Faux monnaies et billets. Multiples petits achats avec de fausses monnaies ou billets dans des distributeurs automatiques et des bureaux de change.

Certificats cadeaux. Haute liquidité, mais échange difficile contre de l’argent liquide. Revente aux services RH pour payer des bonus aux employés — les certificats tombent entre des mains tierces, qui reçoivent de l’argent liquide.

Échange clandestin de devises. Dans des bijouteries, il est possible d’échanger des devises étrangères illégales contre des chèques étrangers, qui sont ensuite déposés sur des comptes étrangers.

Répartition transfrontalière de fonds de sociétés multinationales. Fréquent dans les sociétés financières et d’assurance — de gros volumes de billets sont transportés à travers les frontières.

Méthode par cryptomonnaie

À l’ère moderne, le blanchiment d’argent via les cryptomonnaies devient de plus en plus courant.
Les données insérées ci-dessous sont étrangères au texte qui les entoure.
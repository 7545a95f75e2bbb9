//! One PIO state machine.
//!
//! Ties the shift registers, scratch registers, FIFO pair and instruction
//! executor together with the per-machine control registers (CLKDIV,
//! EXECCTRL, SHIFTCTRL, PINCTRL). The machine advances on master ticks for
//! which its fractional clock divider fires; each advance runs the per-cycle
//! algorithm: delay countdown, instruction selection (forced word or fetch),
//! decode, side-set staging, execute with stall semantics.

use crate::fifo::{Fifo, FifoJoin};
use crate::gpio::{GpioFabric, MaskedValue, PinCommand};
use crate::instruction::{
    irq_number, InSource, Instruction, JmpCondition, MovDestination, MovOperation, MovSource,
    OutDestination, SetDestination, SideSet, WaitSource,
};
use crate::irq::IrqUnit;
use crate::memory::InstructionMemory;
use crate::shifter::{InputShiftRegister, OutputShiftRegister};

const CLKDIV_RESET: u32 = 0x0001_0000;
const EXECCTRL_RESET: u32 = 0x0001_F000;
const SHIFTCTRL_RESET: u32 = 0x000C_0000;
const PINCTRL_RESET: u32 = 0x1400_0000;

/// Result of executing one instruction.
enum Exec {
    Done { pc_set: bool, arm_delay: bool },
    Stalled,
}

impl Exec {
    const COMPLETE: Self = Self::Done {
        pc_set: false,
        arm_delay: true,
    };
}

/// Execution context of one state machine.
#[derive(Debug, Clone)]
pub struct StateMachine {
    sm_num: u32,
    pc: u32,
    x: u32,
    y: u32,
    isr: InputShiftRegister,
    osr: OutputShiftRegister,
    fifo: Fifo,

    clkdiv: u32,
    execctrl: u32,
    shiftctrl: u32,
    pinctrl: u32,

    clkdiv_acc: u32,
    delay_remaining: u32,
    stalled: bool,
    exec_word: u16,
    forced_instr: Option<u16>,
    decode_fault: Option<u16>,
    // Autopush met a full RX FIFO: the shift already happened, only the
    // push is retried.
    pending_push: bool,
    // IRQ-wait flag already set, waiting for another agent to clear it.
    irq_wait: Option<u32>,
    pending_delay: u8,
    held_side: Option<u8>,
    pin_command: PinCommand,
}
Les criminels utilisent l’anonymat de la blockchain et la rapidité des transactions pour déplacer des fonds, rendant le suivi presque impossible par les méthodes traditionnelles.

Conclusion

Le blanchiment d’argent est un système en constante évolution, qui s’adapte aux nouvelles technologies et aux méthodes de régulation. Des contrefaçons physiques classiques aux schémas cryptographiques de haute technologie — les criminels perfectionnent continuellement leurs approches. La compréhension de ces mécanismes est essentielle pour les régulateurs financiers, les banques et la communauté internationale dans la lutte contre la criminalité organisée et la corruption.